"My God!" he exclaimed. "How has he died?" And as he so pondered he swam towards the villain, whose head bobbed about on the water as though there were no limbs, nor even trunk, beneath. But all the time as it turned round and round the eyes gleamed with a horrible light under the moon, and the great strong teeth glistened behind the drawn lips.
Another moment, and he knew how Alderly had died. The water in which he swam towards him tasted salter than sea-water as it touched his lips, and its clearness was discoloured--crimson! And even as Reginald seized the head of the now limbless trunk and towed it to the bank, striking out with all his power for fear of a similar dreadful fate befalling him--which was probable enough, since the shark is, like the tiger, eager for more when once its taste is whetted--he thought to himself:
"Out of the depths, out of the depths the past rises again and again."

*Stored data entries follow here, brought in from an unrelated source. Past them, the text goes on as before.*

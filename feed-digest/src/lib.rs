pub mod config;
pub mod digest;
pub mod discovery;
pub mod enricher;
pub mod fetcher;
pub mod harvester;
pub mod llm_adapter;
pub mod notifier;
pub mod parser;
pub mod pipeline;
pub mod retry;
pub mod rss_utils;
pub mod selector;
pub mod store;
pub mod traits;
pub mod trends;
pub mod types;
pub mod utils;

pub use config::Config;
pub use digest::{format_digest, format_report};
pub use discovery::SourceDiscovery;
pub use enricher::{EnrichReport, Enricher};
pub use fetcher::Fetcher;
pub use harvester::{HarvestReport, Harvester};
pub use llm_adapter::ChatCompletionAdapter;
pub use notifier::TelegramNotifier;
pub use parser::FeedParser;
pub use pipeline::Pipeline;
pub use retry::{LinearBackoff, RetryPolicy};
pub use selector::Selector;
pub use store::SqliteStore;
pub use traits::{Clock, FeedTransport, ItemStore, ModelBackend, Notifier, SystemClock};
pub use trends::{Trend, TrendAggregator, TrendReport};
pub use types::*;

Then, sweating with fear, he gave one last masterful side-stroke and landed safely on the shingle, dragging his gory burden after him.
CHAPTER XXXVIII.
THE OWNER OF THE TREASURE.
The white shark--for such it is which is the most terrible in these regions--that had taken both Alderly's legs off above the knee, so that he must have soon bled to death, had doubtless done so while his intended victim was escaping from the trap he had set for Reginald.
Each bite--for the brute must have given two--was as clean as though the limbs had been snipped-off by a pair of blunt scissors, and, as Reginald regarded the mangled trunk in the moonlight, he could not but thank his Maker that he had not been the next victim, for he recognised how narrow his own escape was. His experience as a sailor told him that where the sharks have found one prey they will, sometimes for weeks, hover about in expectation of another, and he could only wonder--while his wonder was tinged with devout gratitude--why he should not also by now be torn in half.
As he dragged the body up the slope of the shingle, meaning to cover it over with palm leaves until Barbara had seen the face--the lower part she must not be allowed to see--and then to bury it, a bundle of papers fell out of the pocket of the dead man's rough shirt, which he picked up and put in his own. It must be handed to Barbara, he reflected, who was now the last of the Alderlys, and consequently the heiress to all the wealth of the Key!
"Which is," reflected Reginald, "the very best thing that could possibly have happened. She will now be able to lead the life so beautiful a woman ought to lead, a life which she by her education and womanly ideas is fitted to lead. For her, nothing could be better than Alderly's death."